The Child First model’s Theory of Change is based on scientific research which tells us that early trauma and adversity lead to biologic changes in the young child that damage the developing brain and metabolic systems, leading to long-term problems in mental health, learning, and physical health. Child First works from two directions: prevent or ameliorate this damage, and at the same time, enhance the child’s development.
There are two major strategies that Child First employs to prevent or ameliorate damage due to toxic stress:
- Directly decrease the stress experienced by the family by connecting them to needed services through intensive care coordination. Read more about Care Coordination.
- Provide parent-child psychotherapy to repair the impact of trauma on the child and strengthen the caregiving relationship, which prevents the biologic changes that lead to long-term damage to the child’s developing brain and metabolic systems.
Read more below about Research on the Developing Brain.
Read more about Parent-Child Intervention.
There are three major strategies Child First provides to enhance the growth of the caregiver and child:
- Build the executive capacity, self-regulation, and mental health of the child’s parent or caregiver, so that she/he is able and available to nurture the child’s development and provide a safe, growth-enhancing environment.
- Connect the child and other family members with community services that stimulate growth and learning.
- Provide parent/caregiver guidance and developmental and parenting strategies that enrich the learning environment and enhance development.
- The Child First approach is unique in combining comprehensive, coordinated services, psychotherapeutic intervention for child and caregivers, and increasing adult self-regulation and executive functioning in a single model, resulting in long-term positive outcomes for children and families.
Research on the Developing Brain
The structure of the Child First model is based on the most recent research about the growth of the brain of the very young child and the effects of the environment on its development. Neurobiological research confirms that stressful or traumatic experiences early in life can have profound and destructive impact on the architecture of the brain. Experiences like maternal depression and other mental health problems, domestic violence, substance abuse, and homelessness profoundly impact the quality of parenting, overwhelming the child’s stress management system. This stress not only causes a rise in chemicals, like cortisol, which damage the brain (especially the amygdala, hippocampus, and prefrontal cortex), but also can change the way a child’s genetic endowment is expressed – turning off growth-promoting genes and turning on those that are harmful. (This is called “epigenetic modification.”) The damage that results from this early adversity leads to lifelong problems in learning, behavioral and emotional development, and physical health.

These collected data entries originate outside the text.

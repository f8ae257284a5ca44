//! Uploaded image storage.
//!
//! Product images arrive as multipart file parts and are written to the
//! configured upload directory under a server-generated filename. The
//! stored name is a UUID plus a sanitized copy of the client extension, so
//! client-supplied names never reach the filesystem.

use std::path::Path;

use uuid::Uuid;

/// Errors produced while storing an uploaded image.
#[derive(Debug, thiserror::Error)]
pub enum UploadError {
    /// The multipart request carried no image file part.
    #[error("Image file is required")]
    MissingImage,

    /// The image file part was present but empty.
    #[error("uploaded image is empty")]
    EmptyImage,

    /// The file part declared a non-image content type.
    #[error("unsupported content type: {0}")]
    UnsupportedContentType(String),

    /// Writing the file failed.
    #[error(transparent)]
    Io(#[from] std::io::Error),
}

/// Store an uploaded image and return the filename it was stored under.
///
/// # Errors
///
/// Returns `UploadError` if the part is not an image, is empty, or cannot
/// be written.
pub async fn store_image(
    dir: &Path,
    original_name: Option<&str>,
    content_type: Option<&str>,
    bytes: &[u8],
) -> Result<String, UploadError> {
    let content_type = content_type.unwrap_or("application/octet-stream");
    if !content_type.starts_with("image/") {
        return Err(UploadError::UnsupportedContentType(content_type.to_string()));
    }
    if bytes.is_empty() {
        return Err(UploadError::EmptyImage);
    }

    let filename = unique_filename(original_name);
    tokio::fs::write(dir.join(&filename), bytes).await?;

    Ok(filename)
}

/// Build the public URL for a stored image filename.
#[must_use]
pub fn image_url(base_url: &str, filename: &str) -> String {
    format!("{}/uploads/{filename}", base_url.trim_end_matches('/'))
}

/// Generate a unique filename, keeping at most a short alphanumeric
/// extension from the client-supplied name.
fn unique_filename(original_name: Option<&str>) -> String {
    let ext = original_name
        .and_then(|name| Path::new(name).extension())
        .and_then(|ext| ext.to_str())
        .map(|ext| {
            ext.chars()
                .filter(char::is_ascii_alphanumeric)
                .take(8)
                .collect::<String>()
                .to_lowercase()
        })
        .filter(|ext| !ext.is_empty());

    match ext {
        Some(ext) => format!("{}.{ext}", Uuid::new_v4()),
        None => Uuid::new_v4().to_string(),
    }
}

However, scientific research has shown that responsive, nurturing relationships between young children and their caregivers, which lead to secure attachment, serve as powerful, protective buffers to these damaging stressful experiences early in life. Secure attachment prevents the rise of cortisol and other chemical mediators when a child is exposed to stress. Interventions which impact these early relationships and also decrease environmental stressors are most powerful early in development, when the brain is much more plastic. Brain structure once established can be modified, but cannot be rebuilt. New circuitry is built upon the structure of old circuitry, which serves as the foundation for all later development. The strength of this foundation underlies all later cognitive development and social-emotional and physical health, throughout the lifespan.